Agaiby, R. M. B., Becker, M., Thapa, S. B., Urmoneit, U., Berger, A., Gawlik, A., et al. (2010). Stress and doping uniformity of laser crystallized amorphous silicon in thin film silicon solar cells. JOURNAL OF APPLIED PHYSICS, 107(5): 054312. doi:10.1063/1.3319654.


Cite as: https://hdl.handle.net/11858/00-001M-0000-002D-6B1F-B
Abstract
Simultaneous and locally resolved determination of the mechanical stress variation and the free hole concentration using Raman spectroscopy is demonstrated in laser crystallized amorphous silicon layers. Such layers are often used for the fabrication of thin film solar cells, e. g., on borosilicate glass substrates.
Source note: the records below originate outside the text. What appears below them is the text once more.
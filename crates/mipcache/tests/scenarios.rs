//! End-to-end lookups over in-memory textures.

use std::sync::Arc;

use approx::assert_abs_diff_eq;
use mipcache::footprint::SampleQuad;
use mipcache::input::{MemoryOpener, MemoryTexture, TextureInput};
use mipcache::sampler::{environment, shadow, texture};
use mipcache::{
    DataFormat, DirectionQuad, FilterType, MipmapLevelCache, RandomOffsetTable, SampleIterator, SampleOptions,
    ShadowQuad, Support, TextureBuffer, TextureError, TextureSystem, TileArray,
};
use mipcache_core::f16;
use rand::rngs::StdRng;
use rand::SeedableRng;

fn init_tracing() {
    let _ = tracing_subscriber::fmt()
        .with_env_filter(tracing_subscriber::EnvFilter::from_default_env())
        .with_test_writer()
        .try_init();
}

fn constant_rgb_bytes(width: u32, height: u32) -> Vec<u8> {
    [128u8, 64, 32].repeat((width * height) as usize)
}

fn count<T: mipcache::PixelFormat, I: SampleIterator<T>>(mut it: I) -> usize {
    let mut n = 0;
    while it.valid() {
        n += 1;
        it.advance().unwrap();
    }
    n
}

#[test]
fn constant_rgb_buffer_full_iteration() {
    let buffer = TextureBuffer::<u8>::from_vec(constant_rgb_bytes(64, 64), 64, 64, 3).unwrap();
    let mut it = buffer.iter(buffer.extent());
    let mut n = 0;
    while it.valid() {
        let s = it.sample();
        assert_eq!(s.len(), 3);
        assert_abs_diff_eq!(s.get(0), 0.502, epsilon = 1e-3);
        assert_abs_diff_eq!(s.get(1), 0.251, epsilon = 1e-3);
        assert_abs_diff_eq!(s.get(2), 0.125, epsilon = 1e-3);
        n += 1;
        it.advance().unwrap();
    }
    assert_eq!(n, 4096);
}

#[test]
fn constant_rgb_single_tile() {
    let texture = Arc::new(
        MemoryTexture::builder("const.tex")
            .tiled(64, 64)
            .level_raw(64, 64, 3, constant_rgb_bytes(64, 64))
            .build()
            .unwrap(),
    );
    let tiles = TileArray::<u8>::new(texture.clone(), 0).unwrap();
    assert_eq!((tiles.tiles_x(), tiles.tiles_y()), (1, 1));

    let mut it = tiles.iter(tiles.extent()).unwrap();
    let mut n = 0;
    while it.valid() {
        let s = it.sample();
        assert_abs_diff_eq!(s.get(0), 128.0 / 255.0, epsilon = 1e-6);
        assert_abs_diff_eq!(s.get(1), 64.0 / 255.0, epsilon = 1e-6);
        assert_abs_diff_eq!(s.get(2), 32.0 / 255.0, epsilon = 1e-6);
        n += 1;
        it.advance().unwrap();
    }
    assert_eq!(n, 4096);
    assert_eq!(texture.tile_reads(), 1);
}

#[test]
fn support_across_tile_corner() {
    let values: Vec<f32> = (0..256 * 256).map(|i| (i % 256) as f32).collect();
    let texture = Arc::new(
        MemoryTexture::builder("grid.tex")
            .format(DataFormat::F32)
            .tiled(64, 64)
            .level(256, 256, 1, &values)
            .build()
            .unwrap(),
    );
    let tiles = TileArray::<f32>::new(texture.clone(), 0).unwrap();
    let support = Support::new(60, 70, 60, 70);

    let mut seen = Vec::new();
    let mut it = tiles.iter(support).unwrap();
    while it.valid() {
        assert!(support.contains(it.x(), it.y()));
        assert_eq!(it.sample().get(0), it.x() as f32);
        seen.push((it.x(), it.y()));
        it.advance().unwrap();
    }
    seen.sort_unstable();
    seen.dedup();
    assert_eq!(seen.len(), 100);
    assert_eq!(texture.tile_reads(), 4);
    for (tx, ty) in [(0, 0), (1, 0), (0, 1), (1, 1)] {
        assert!(tiles.is_cached(tx, ty));
    }
    assert!(!tiles.is_cached(2, 2));
}

#[test]
fn buffer_and_tile_array_agree() {
    let values: Vec<f32> = (0..40 * 24 * 2).map(|i| (i % 97) as f32 * 0.01).collect();
    let texture = Arc::new(
        MemoryTexture::builder("agree.tex")
            .format(DataFormat::F16)
            .tiled(16, 16)
            .level(40, 24, 2, &values)
            .build()
            .unwrap(),
    );
    let tiles = TileArray::<f16>::new(texture.clone(), 0).unwrap();
    let bytes = texture.read_scanlines(0, 0, 24).unwrap();
    let buffer = TextureBuffer::<f16>::from_le_bytes(&bytes, 40, 24, 2).unwrap();

    let collect_tiles = |support: Support| {
        let mut out = Vec::new();
        let mut it = tiles.iter(support).unwrap();
        while it.valid() {
            out.push((it.x(), it.y(), it.sample().get(0), it.sample().get(1)));
            it.advance().unwrap();
        }
        out.sort_by_key(|&(x, y, _, _)| (y, x));
        out
    };
    let collect_buffer = |support: Support| {
        let mut out = Vec::new();
        let mut it = buffer.iter(support);
        while it.valid() {
            out.push((it.x(), it.y(), it.sample().get(0), it.sample().get(1)));
            it.advance().unwrap();
        }
        out.sort_by_key(|&(x, y, _, _)| (y, x));
        out
    };

    for support in [Support::new(0, 40, 0, 24), Support::new(14, 35, 3, 20), Support::new(-5, 3, 20, 30)] {
        let a = collect_tiles(support);
        assert_eq!(a.len() as u64, support.intersect(&buffer.extent()).area());
        assert_eq!(a, collect_buffer(support));
    }
}

#[test]
fn stochastic_counts_are_exact() {
    let table = RandomOffsetTable::new();
    let texture = Arc::new(
        MemoryTexture::builder("stoch.tex")
            .tiled(32, 32)
            .level(128, 128, 1, &vec![0.25; 128 * 128])
            .build()
            .unwrap(),
    );
    let tiles = TileArray::<u8>::new(texture, 0).unwrap();
    let buffer = TextureBuffer::<u8>::new(128, 128, 1);

    let mut rng = StdRng::seed_from_u64(42);
    for (support, n) in [
        (Support::new(0, 128, 0, 128), 64),
        (Support::new(10, 90, 30, 31), 7),
        (Support::new(-20, 40, -20, 40), 33),
        (Support::new(31, 33, 31, 33), 1),
    ] {
        table.randomize(&mut rng);
        assert_eq!(count::<u8, _>(tiles.stochastic_iter(support, n, &table).unwrap()), n as usize);
        assert_eq!(count::<u8, _>(buffer.stochastic_iter(support, n, &table)), n as usize);
    }
    assert_eq!(count::<u8, _>(tiles.stochastic_iter(Support::new(200, 300, 0, 10), 16, &table).unwrap()), 0);
}

fn half_occluded_map() -> Arc<MemoryTexture> {
    // Occluder at depth 1 over x < 32, open sky (depth 1000) elsewhere.
    let values: Vec<f32> = (0..64 * 64).map(|i| if i % 64 < 32 { 1.0 } else { 1000.0 }).collect();
    Arc::new(
        MemoryTexture::builder("half.shd")
            .format(DataFormat::F32)
            .level(64, 64, 1, &values)
            .build()
            .unwrap(),
    )
}

#[test]
fn shadow_half_occluded() {
    init_tracing();
    let table = Arc::new(RandomOffsetTable::new());
    let sampler = shadow::create(half_occluded_map(), table.clone()).unwrap();
    let quad = ShadowQuad::flat(SampleQuad::rect(0.25, 0.25, 0.75, 0.75), 10.0);
    let mut out = [0.0];

    for filter in [FilterType::Gaussian, FilterType::Box] {
        let opts = SampleOptions {
            num_samples: 64,
            filter,
            ..sampler.default_sample_options()
        };
        let mut rng = StdRng::seed_from_u64(3);
        for _ in 0..8 {
            table.randomize(&mut rng);
            sampler.sample(&quad, &opts, &mut out).unwrap();
            assert_abs_diff_eq!(out[0], 0.5, epsilon = 0.1);
        }
    }
}

#[test]
fn dummy_samplers_touch_nothing() {
    let opener = Arc::new(MemoryOpener::new());
    let texture = opener.insert(
        MemoryTexture::builder("present.tex")
            .tiled(8, 8)
            .level(16, 16, 1, &[0.5; 256])
            .build()
            .unwrap(),
    );

    let opts = SampleOptions {
        fill: 0.75,
        ..SampleOptions::default()
    };
    let mut out = [0.0];

    texture::create_dummy().sample(&SampleQuad::point(0.5, 0.5, 0.0), &opts, &mut out).unwrap();
    assert_eq!(out[0], 0.75);
    shadow::create_dummy().sample(&ShadowQuad::default(), &opts, &mut out).unwrap();
    assert_eq!(out[0], 0.0);
    environment::create_dummy()
        .sample(&DirectionQuad::around([0.0, 0.0, 1.0], 0.1), &opts, &mut out)
        .unwrap();
    assert_eq!(out[0], 0.75);

    assert_eq!(texture.tile_reads(), 0);
    assert_eq!(texture.scanline_reads(), 0);
    assert_eq!(opener.opens(), 0);
}

#[test]
fn system_falls_back_to_dummy() {
    init_tracing();
    let opener = Arc::new(MemoryOpener::new());
    let system = TextureSystem::new(opener.clone());

    for _ in 0..3 {
        let sampler = system.texture_sampler("nowhere.tex");
        assert!(sampler.is_dummy());
        let mut out = [1.0; 2];
        let opts = SampleOptions::default().with_channels(0, 2);
        sampler.sample(&SampleQuad::point(0.1, 0.1, 0.0), &opts, &mut out).unwrap();
        assert_eq!(out, [0.0, 0.0]);
    }
    assert_eq!(opener.opens(), 1);
}

#[test]
fn environment_by_attribute() {
    let opener = Arc::new(MemoryOpener::new());
    opener.insert(
        MemoryTexture::builder("sky.env")
            .attr("env_layout", "latlong")
            .tiled(16, 16)
            .level(64, 32, 3, &[0.2; 64 * 32 * 3])
            .build()
            .unwrap(),
    );
    let system = TextureSystem::new(opener);
    let sampler = system.environment_sampler("sky.env");
    assert!(!sampler.is_dummy());

    let opts = sampler.default_sample_options();
    let mut out = [0.0; 3];
    sampler.sample(&DirectionQuad::around([0.3, 0.2, -1.0], 0.05), &opts, &mut out).unwrap();
    for v in out {
        assert_abs_diff_eq!(v, 0.2, epsilon = 1e-2);
    }
}

#[test]
fn level_access() {
    let texture = Arc::new(
        MemoryTexture::builder("mip.tex")
            .format(DataFormat::F32)
            .tiled(8, 8)
            .level(16, 16, 1, &[1.0; 256])
            .level(8, 8, 1, &[2.0; 64])
            .scanline()
            .level(4, 4, 1, &[3.0; 16])
            .build()
            .unwrap(),
    );
    let cache = MipmapLevelCache::<f32>::new(texture.clone()).unwrap();
    assert_eq!(cache.num_levels(), 3);
    assert_eq!(texture.tile_reads() + texture.scanline_reads(), 0);

    assert!(std::ptr::eq(cache.level(2).unwrap(), cache.level(2).unwrap()));
    assert_eq!(texture.scanline_reads(), 1);
    assert_eq!(cache.level(2).unwrap().value(3, 3, 0).unwrap(), 3.0);

    assert!(matches!(
        cache.level(3),
        Err(TextureError::InvalidLevel { level: 3, num_levels: 3 })
    ));
}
The combined effects of stress and doping on the Raman signal can be separated based on the use of three wavelengths in the visible. The results show that the free hole concentration in the samples investigated varies between 1 x 10(18) and 1.3 x 10(19) cm(-3). Stress as well as the free hole concentration vary substantially within the sample. The stress level varies between 575 and 850 MPa (+/- 12 MPa). Cross-sectional transmission electron microscopy images show the presence of extended lattice defects such as dislocations and grain boundaries in the crystallized Si layer which could account for the lateral stress variations detected by Raman spectroscopy. The impact of film inhomogeneity in terms of stress and doping on the performance of a solar cell will be discussed. (C) 2010 American Institute of Physics. [doi: 10.1063/1.3319654]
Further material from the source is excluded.